Иван видел Веронику. Она одной из первых скромно поставила букет цветов в одну из расположенных у гроба корзин и, подойдя к нему, снова уткнулась лицом в его плечо, как и в первую их встречу. Он поцеловал её молча в голову, прикрытую черной косынкой, и что-то произнёс в утешение. Она подняла на него свои огромные черные глаза, наполненные слезами, но он отвернулся, чтобы не видеть в них отражения своей собственной боли. Они стояли молча некоторое время, потом она сказала, что ей нехорошо, и вышла из зала.
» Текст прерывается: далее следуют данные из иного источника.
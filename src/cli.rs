use std::io::{self, BufRead, Write};

use crate::state::AppState;

const EXIT_COMMANDS: &[&str] = &["exit", "quit", "q", "kraj", "izlaz"];

fn is_exit_command(line: &str) -> bool {
    EXIT_COMMANDS.contains(&line.to_lowercase().as_str())
}

fn print_welcome() {
    println!("{}", "=".repeat(50));
    println!("Dobrodošli u vašeg personalnog asistenta!");
    println!("Napišite 'exit' ili 'kraj' za izlaz.");
    println!("{}", "=".repeat(50));
    println!("\nKako vam mogu pomoći danas?");
}

/// The read-eval-print loop: prompt, read a line, run it through the
/// pipeline, print the reply. Empty lines re-prompt; exit tokens and EOF end
/// the session. An I/O failure propagates and takes the process down.
pub fn run(state: &AppState) -> anyhow::Result<()> {
    print_welcome();

    let stdin = io::stdin();
    let mut input = String::new();

    loop {
        print!("\n> ");
        io::stdout().flush()?;

        input.clear();
        if stdin.lock().read_line(&mut input)? == 0 {
            break;
        }

        let line = input.trim();
        if line.is_empty() {
            continue;
        }
        if is_exit_command(line) {
            break;
        }

        let reply = state.process_command(line);
        println!("\n{reply}");
    }

    println!("\nDoviđenja! Hvala što ste koristili vašeg personalnog asistenta.");
    Ok(())
}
Иван заметил, как вслед за ней вышел и худощавый молодой человек в черных очках, скрывавших его глаза. По-видимому, это был её брат: Иван заметил, что он всю церемонию, пока Вероника находилась в зале, неотступно следовал за ней, держась в стороне и не приближаясь к телу Бориса, словно охраняя её. И он не разу не взглянул на брата, будто ему и невдомёк было вовсе, где он находится. Это обстоятельство никак не отразилось на чувствах Ивана – в этом городе всё было по-другому, люди вели себя отрешенно от остальных и заняты были каждый своими проблемами. Может, оно так и правильней: чего лезть в чужую душу, когда в своей царят потемки?
Через час после начала прощания Иван тоже вышел на улицу. Погода наладилась: светило солнце, щебетали птицы, в воздухе стоял еле уловимый аромат распускающейся листвы. Вероника со своим спутником стояли недалеко от входа. Молодой человек нервно курил и что-то объяснял девушке, с чем она, по мнению Ивана, не хотела соглашаться. Лёгкий порыв ветра донёс до него обрывок её фразы:
– Глеб, перестань вести себя, как ребёнок…
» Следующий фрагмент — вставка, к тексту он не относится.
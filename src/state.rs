use time::OffsetDateTime;
use tracing::info;

use crate::config::AppConfig;
use crate::intent::processor::process_request;
use crate::lexicon::Lexicon;
use crate::meal_planner::models::UserPreferences;
use crate::meal_planner::repo::RecipeStore;
use crate::profile::UserProfile;
use crate::render;

/// Everything a request needs, passed explicitly into the pipeline rather
/// than held in globals.
pub struct AppState {
    pub config: AppConfig,
    pub lexicon: Lexicon,
    pub recipes: RecipeStore,
    pub profile: UserProfile,
    pub preferences: UserPreferences,
}

impl AppState {
    pub fn init() -> anyhow::Result<Self> {
        let config = AppConfig::from_env()?;
        let lexicon = Lexicon::load_or_default(config.lexicon_path.as_deref());
        let recipes = RecipeStore::load(&config.recipes_path)?;
        let profile = UserProfile::load_or_create(&config.profile_path)?;
        let preferences = UserPreferences::new(profile.id.clone());
        info!(
            user = %profile.id,
            recipes = recipes.all().len(),
            "assistant state ready"
        );
        Ok(Self {
            config,
            lexicon,
            recipes,
            profile,
            preferences,
        })
    }

    /// Runs one utterance through the full pipeline and returns the text to
    /// show the user. Both sides of the exchange are logged.
    pub fn process_command(&self, text: &str) -> String {
        info!(role = "user", text = %text, "interaction");

        let today = OffsetDateTime::now_utc().date();
        let response = process_request(self, text, today);
        let formatted = render::format_response(&response);

        info!(role = "assistant", text = %formatted, "interaction");
        formatted
    }

    #[cfg(test)]
    pub fn for_tests(recipes: Vec<crate::meal_planner::models::Recipe>) -> Self {
        use std::collections::BTreeMap;
        use std::path::PathBuf;

        let config = AppConfig {
            profile_path: PathBuf::from("unused_profile.json"),
            recipes_path: PathBuf::from("unused_recipes.json"),
            lexicon_path: None,
        };
        let profile = UserProfile {
            id: "user1".into(),
            name: "Korisnik".into(),
            communication_style: "casual".into(),
            created_at: "2024-01-01T00:00:00Z".into(),
            preferences: BTreeMap::new(),
        };
        Self {
            config,
            lexicon: Lexicon::default(),
            recipes: RecipeStore::from_parts("unused_recipes.json", recipes),
            profile: profile.clone(),
            preferences: UserPreferences::new(profile.id),
        }
    }
}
Иван отвернулся от них, чтобы не создавалось впечатления, будто он подслушивает их разговор. Вчера утром он, как и наметил для себя, отправился к следователю. Прокопенко был на месте и встретил его на пороге, предложив чашку кофе. От кофе Иван отказался, но чай попил с удовольствием – в гостинице он не стал искать буфет, и завтракать ему совершенно не хотелось.
– Иван Сергеевич, у меня для вас важное известие, – сказал ему тогда Прокопенко. – Вы являетесь представителем потерпевшего с точки зрения закона, и эта информация, несомненно, отразится на ходе всего дела. Вчера мы обнаружили труп самоубийцы в одном из заброшенных скверов, и на нем была предсмертная записка. Вот её копия,– он протянул Ивану листок с признаниями Березина.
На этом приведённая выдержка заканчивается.